For the records below, work out the number of lines holding "expect" and reply with only that.

──────── DATASET CONTENT ────────

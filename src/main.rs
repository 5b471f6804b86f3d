//! coderag-server binary — wires every capability provider (Postgres, Redis,
//! Qdrant, Jina, Anthropic) into the durable ingestion orchestrator and the
//! query agent pipeline, then serves the HTTP/SSE surface.

mod acquire;
mod agent;
mod config;
mod db;
mod embeddings;
mod error;
mod http;
mod llm;
mod metrics;
mod model;
mod orchestrator;
mod parse;
mod ratelimit;
mod secrets;
mod session_store;
mod vector_index;

use std::net::SocketAddr;
use std::sync::Arc;
use std::time::{Duration, Instant};

use clap::Parser;
use tracing::{error, info};

use crate::agent::PipelineDeps;
use crate::config::Config;
use crate::db::CodebaseRepository;
use crate::embeddings::{EmbeddingProvider, JinaEmbeddingProvider};
use crate::http::AppContext;
use crate::llm::{AnthropicProvider, LlmProvider};
use crate::orchestrator::workflow::PostgresWorkflowRuntime;
use crate::orchestrator::{spawn_session_sweep, IngestionOrchestrator};
use crate::ratelimit::ConcurrentQueryGate;
use crate::session_store::{RateLimiter, SessionStore};
use crate::vector_index::{QdrantIndex, VectorIndex};

/// Retrieval-augmented code understanding service. All settings are sourced
/// from the environment; these flags only override the bind address for
/// local runs without needing to export `BACKEND_HOST`/`BACKEND_PORT`.
#[derive(Parser)]
#[command(name = "coderag-server", version, about, long_about = None)]
struct Cli {
    /// Override BACKEND_HOST
    #[arg(long)]
    host: Option<String>,

    /// Override BACKEND_PORT
    #[arg(long)]
    port: Option<u16>,
}

async fn shutdown_signal() {
    let ctrl_c = tokio::signal::ctrl_c();

    #[cfg(unix)]
    {
        let mut sigterm = tokio::signal::unix::signal(tokio::signal::unix::SignalKind::terminate())
            .expect("failed to register SIGTERM handler");
        tokio::select! {
            _ = ctrl_c => info!("received SIGINT, shutting down"),
            _ = sigterm.recv() => info!("received SIGTERM, shutting down"),
        }
    }

    #[cfg(not(unix))]
    {
        ctrl_c.await.expect("failed to listen for Ctrl+C");
        info!("received Ctrl+C, shutting down");
    }
}

#[tokio::main]
async fn main() {
    tracing_subscriber::fmt()
        .with_env_filter(
            tracing_subscriber::EnvFilter::from_default_env()
                .add_directive("coderag=info".parse().unwrap()),
        )
        .with_target(false)
        .init();

    let cli = Cli::parse();

    let mut config = match Config::from_env() {
        Ok(c) => c,
        Err(e) => {
            error!(error = %e, "invalid configuration");
            std::process::exit(1);
        }
    };
    if let Some(host) = cli.host {
        config.backend_host = host;
    }
    if let Some(port) = cli.port {
        config.backend_port = port;
    }
    let config = Arc::new(config);

    let db = match CodebaseRepository::connect(&config.postgres_url).await {
        Ok(db) => Arc::new(db),
        Err(e) => {
            error!(error = %e, "failed to connect to postgres");
            std::process::exit(1);
        }
    };
    if let Err(e) = db.migrate().await {
        error!(error = %e, "failed to run postgres migrations");
        std::process::exit(1);
    }

    let workflow_pool = match sqlx::postgres::PgPoolOptions::new()
        .max_connections(5)
        .connect(&config.postgres_url)
        .await
    {
        Ok(pool) => pool,
        Err(e) => {
            error!(error = %e, "failed to connect workflow runtime to postgres");
            std::process::exit(1);
        }
    };
    let workflow_runtime = Arc::new(PostgresWorkflowRuntime::new(workflow_pool));
    if let Err(e) = workflow_runtime.migrate().await {
        error!(error = %e, "failed to run workflow runtime migrations");
        std::process::exit(1);
    }

    let vector_index: Arc<dyn VectorIndex> = match QdrantIndex::new(&config.qdrant_url, &config.qdrant_collection) {
        Ok(index) => {
            if let Err(e) = index.ensure_collection(768).await {
                error!(error = %e, "failed to ensure qdrant collection");
                std::process::exit(1);
            }
            Arc::new(index)
        }
        Err(e) => {
            error!(error = %e, "failed to construct qdrant client");
            std::process::exit(1);
        }
    };

    let embeddings: Arc<dyn EmbeddingProvider> = Arc::new(JinaEmbeddingProvider::new(config.jina_api_key.clone()));
    let llm: Arc<dyn LlmProvider> = Arc::new(AnthropicProvider::new(
        config.anthropic_api_url.clone(),
        config.anthropic_api_key.clone(),
        config.anthropic_model.clone(),
    ));

    let session_store = match SessionStore::connect(
        &config.redis_url,
        config.redis_ttl_seconds,
        config.session_timeout_seconds,
    )
    .await
    {
        Ok(store) => Arc::new(store),
        Err(e) => {
            error!(error = %e, "failed to connect to redis session store");
            std::process::exit(1);
        }
    };

    let rate_limit_conn = match redis::Client::open(config.redis_url.as_str()) {
        Ok(client) => match redis::aio::ConnectionManager::new(client).await {
            Ok(conn) => conn,
            Err(e) => {
                error!(error = %e, "failed to connect rate limiter to redis");
                std::process::exit(1);
            }
        },
        Err(e) => {
            error!(error = %e, "failed to build redis client for rate limiter");
            std::process::exit(1);
        }
    };
    let rate_limiter = Arc::new(RateLimiter::new(rate_limit_conn, config.rate_limit_per_hour));

    let orchestrator = Arc::new(IngestionOrchestrator::new(
        workflow_runtime,
        db.clone(),
        vector_index.clone(),
        embeddings.clone(),
        config.clone(),
    ));

    let pipeline = Arc::new(PipelineDeps {
        embeddings: embeddings.clone(),
        vector_index: vector_index.clone(),
        llm,
        session_store: session_store.clone(),
        default_top_k: config.default_top_k_results,
        max_top_k: config.max_top_k_results,
    });

    let query_gate = Arc::new(ConcurrentQueryGate::new(config.rate_limit_concurrent_queries));

    tokio::spawn(spawn_session_sweep(session_store.clone(), db.clone(), Duration::from_secs(86_400)));

    metrics::install();

    let ctx = AppContext {
        config: config.clone(),
        db,
        orchestrator,
        pipeline,
        session_store,
        rate_limiter,
        query_gate,
        start_time: Instant::now(),
    };

    let app = http::router(ctx);

    let addr = format!("{}:{}", config.backend_host, config.backend_port);
    let listener = match tokio::net::TcpListener::bind(&addr).await {
        Ok(listener) => listener,
        Err(e) => {
            error!(address = %addr, error = %e, "failed to bind listener");
            std::process::exit(1);
        }
    };

    info!(address = %addr, "coderag-server listening");

    if let Err(e) = axum::serve(listener, app.into_make_service_with_connect_info::<SocketAddr>())
        .with_graceful_shutdown(shutdown_signal())
        .await
    {
        error!(error = %e, "server exited with error");
        std::process::exit(1);
    }
}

────────

#### RESPONSE TO THIS TASK:
2